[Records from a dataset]
——
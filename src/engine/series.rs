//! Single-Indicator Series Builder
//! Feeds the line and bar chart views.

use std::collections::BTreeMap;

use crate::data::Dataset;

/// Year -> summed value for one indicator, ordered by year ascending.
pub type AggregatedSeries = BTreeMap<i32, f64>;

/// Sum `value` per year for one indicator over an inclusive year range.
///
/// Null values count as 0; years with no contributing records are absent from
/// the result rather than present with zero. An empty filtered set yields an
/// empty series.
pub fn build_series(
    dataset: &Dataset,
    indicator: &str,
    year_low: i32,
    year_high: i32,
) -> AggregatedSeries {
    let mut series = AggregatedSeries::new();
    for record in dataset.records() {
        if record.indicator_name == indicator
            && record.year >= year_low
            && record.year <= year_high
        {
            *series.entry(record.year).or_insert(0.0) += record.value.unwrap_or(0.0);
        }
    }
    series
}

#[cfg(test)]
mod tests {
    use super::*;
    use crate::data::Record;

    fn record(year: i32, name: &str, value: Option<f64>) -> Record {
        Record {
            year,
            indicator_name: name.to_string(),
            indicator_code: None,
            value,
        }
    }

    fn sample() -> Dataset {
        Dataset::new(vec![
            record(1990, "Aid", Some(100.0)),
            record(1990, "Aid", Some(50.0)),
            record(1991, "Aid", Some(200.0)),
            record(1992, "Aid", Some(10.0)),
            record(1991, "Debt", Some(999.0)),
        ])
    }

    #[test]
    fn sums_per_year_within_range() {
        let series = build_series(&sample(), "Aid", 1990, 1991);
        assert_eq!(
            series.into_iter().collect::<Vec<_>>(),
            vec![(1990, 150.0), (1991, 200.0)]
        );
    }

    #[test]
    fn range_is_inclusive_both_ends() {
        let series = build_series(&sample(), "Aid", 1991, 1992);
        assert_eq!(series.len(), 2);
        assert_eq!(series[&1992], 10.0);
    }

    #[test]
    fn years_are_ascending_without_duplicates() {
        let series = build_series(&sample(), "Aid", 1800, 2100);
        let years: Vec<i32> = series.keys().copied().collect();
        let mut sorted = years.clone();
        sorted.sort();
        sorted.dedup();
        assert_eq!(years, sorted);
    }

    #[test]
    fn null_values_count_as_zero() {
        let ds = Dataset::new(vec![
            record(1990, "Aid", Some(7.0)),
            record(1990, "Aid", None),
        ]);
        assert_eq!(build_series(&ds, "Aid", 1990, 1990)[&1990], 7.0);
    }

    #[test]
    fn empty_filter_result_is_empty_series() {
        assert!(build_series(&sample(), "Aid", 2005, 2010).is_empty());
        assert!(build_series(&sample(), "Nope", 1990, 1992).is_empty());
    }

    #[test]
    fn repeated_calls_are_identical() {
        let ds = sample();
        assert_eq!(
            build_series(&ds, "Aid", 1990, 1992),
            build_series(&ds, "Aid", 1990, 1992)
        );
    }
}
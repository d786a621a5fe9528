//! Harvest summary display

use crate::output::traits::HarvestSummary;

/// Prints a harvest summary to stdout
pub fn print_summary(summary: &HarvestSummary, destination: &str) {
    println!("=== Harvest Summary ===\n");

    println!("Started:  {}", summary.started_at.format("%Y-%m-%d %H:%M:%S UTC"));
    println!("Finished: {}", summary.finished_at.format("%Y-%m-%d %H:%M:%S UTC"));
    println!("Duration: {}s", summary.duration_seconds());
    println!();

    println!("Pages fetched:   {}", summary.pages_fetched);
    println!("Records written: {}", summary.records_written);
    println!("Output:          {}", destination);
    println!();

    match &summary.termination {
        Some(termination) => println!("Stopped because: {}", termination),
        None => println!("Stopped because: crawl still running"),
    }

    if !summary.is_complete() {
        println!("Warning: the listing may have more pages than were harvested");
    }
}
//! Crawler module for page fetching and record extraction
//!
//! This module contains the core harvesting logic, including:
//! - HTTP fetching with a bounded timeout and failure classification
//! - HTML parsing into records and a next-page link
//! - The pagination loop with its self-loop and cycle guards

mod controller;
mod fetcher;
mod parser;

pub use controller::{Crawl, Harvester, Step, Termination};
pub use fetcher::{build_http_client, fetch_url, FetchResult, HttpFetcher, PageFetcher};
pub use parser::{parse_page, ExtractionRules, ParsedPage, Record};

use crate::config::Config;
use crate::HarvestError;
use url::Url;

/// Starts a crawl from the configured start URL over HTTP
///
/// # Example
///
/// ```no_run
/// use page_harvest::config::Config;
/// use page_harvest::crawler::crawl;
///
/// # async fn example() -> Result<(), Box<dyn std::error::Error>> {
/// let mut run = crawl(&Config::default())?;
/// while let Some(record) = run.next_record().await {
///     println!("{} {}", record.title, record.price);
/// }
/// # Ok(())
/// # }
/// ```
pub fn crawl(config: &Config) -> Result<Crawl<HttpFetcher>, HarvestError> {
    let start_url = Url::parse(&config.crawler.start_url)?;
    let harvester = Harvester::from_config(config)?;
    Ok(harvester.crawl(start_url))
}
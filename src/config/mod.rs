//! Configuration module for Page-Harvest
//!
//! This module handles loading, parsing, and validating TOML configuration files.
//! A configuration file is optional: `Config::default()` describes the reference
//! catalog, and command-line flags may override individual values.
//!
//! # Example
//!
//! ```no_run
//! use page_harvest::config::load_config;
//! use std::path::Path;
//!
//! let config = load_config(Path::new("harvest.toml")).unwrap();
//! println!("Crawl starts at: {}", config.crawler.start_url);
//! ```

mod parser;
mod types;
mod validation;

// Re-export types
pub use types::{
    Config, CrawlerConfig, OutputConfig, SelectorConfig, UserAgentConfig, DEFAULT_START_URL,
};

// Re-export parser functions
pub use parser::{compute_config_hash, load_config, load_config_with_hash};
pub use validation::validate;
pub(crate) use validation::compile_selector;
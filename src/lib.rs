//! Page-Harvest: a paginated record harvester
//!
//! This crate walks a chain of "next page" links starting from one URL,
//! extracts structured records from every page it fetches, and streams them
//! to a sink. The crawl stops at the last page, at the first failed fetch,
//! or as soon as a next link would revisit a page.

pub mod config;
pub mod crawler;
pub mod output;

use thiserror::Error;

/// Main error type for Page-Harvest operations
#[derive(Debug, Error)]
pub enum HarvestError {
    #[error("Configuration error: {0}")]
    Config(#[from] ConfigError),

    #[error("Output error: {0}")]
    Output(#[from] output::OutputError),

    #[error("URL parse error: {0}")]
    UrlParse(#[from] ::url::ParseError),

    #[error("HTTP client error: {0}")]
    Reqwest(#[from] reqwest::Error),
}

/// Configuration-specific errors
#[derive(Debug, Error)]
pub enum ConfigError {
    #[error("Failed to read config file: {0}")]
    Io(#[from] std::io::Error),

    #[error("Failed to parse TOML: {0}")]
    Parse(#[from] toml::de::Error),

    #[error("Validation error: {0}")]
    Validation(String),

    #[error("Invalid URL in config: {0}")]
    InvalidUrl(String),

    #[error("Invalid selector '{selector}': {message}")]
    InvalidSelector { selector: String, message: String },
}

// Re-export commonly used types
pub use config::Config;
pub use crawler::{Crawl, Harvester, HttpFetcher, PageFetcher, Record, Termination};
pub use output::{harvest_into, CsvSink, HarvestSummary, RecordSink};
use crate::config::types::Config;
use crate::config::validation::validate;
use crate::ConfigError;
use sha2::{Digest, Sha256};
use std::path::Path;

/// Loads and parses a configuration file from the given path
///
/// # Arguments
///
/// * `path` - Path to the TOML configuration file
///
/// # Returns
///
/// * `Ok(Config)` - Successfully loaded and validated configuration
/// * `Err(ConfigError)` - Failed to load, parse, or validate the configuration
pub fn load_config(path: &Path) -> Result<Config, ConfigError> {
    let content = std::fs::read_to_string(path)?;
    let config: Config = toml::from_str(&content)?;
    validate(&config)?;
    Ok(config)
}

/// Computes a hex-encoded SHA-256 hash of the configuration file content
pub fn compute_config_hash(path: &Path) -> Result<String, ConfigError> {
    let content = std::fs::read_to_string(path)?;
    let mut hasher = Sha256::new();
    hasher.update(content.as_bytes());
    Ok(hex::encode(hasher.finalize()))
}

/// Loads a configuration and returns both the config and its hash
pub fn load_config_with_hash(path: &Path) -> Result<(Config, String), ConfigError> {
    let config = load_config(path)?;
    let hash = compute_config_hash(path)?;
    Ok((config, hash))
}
——
[ACTIVITY]
Copy the lines of the entries above that mention "crate".

[REPLY TO THE EXERCISE]
use crate::data::Dataset;
    use crate::data::Record;
use crate::output::traits::HarvestSummary;
use crate::config::Config;
use crate::HarvestError;
pub(crate) use validation::compile_selector;
//! This crate walks a chain of "next page" links starting from one URL,
use crate::config::types::Config;
use crate::config::validation::validate;
use crate::ConfigError;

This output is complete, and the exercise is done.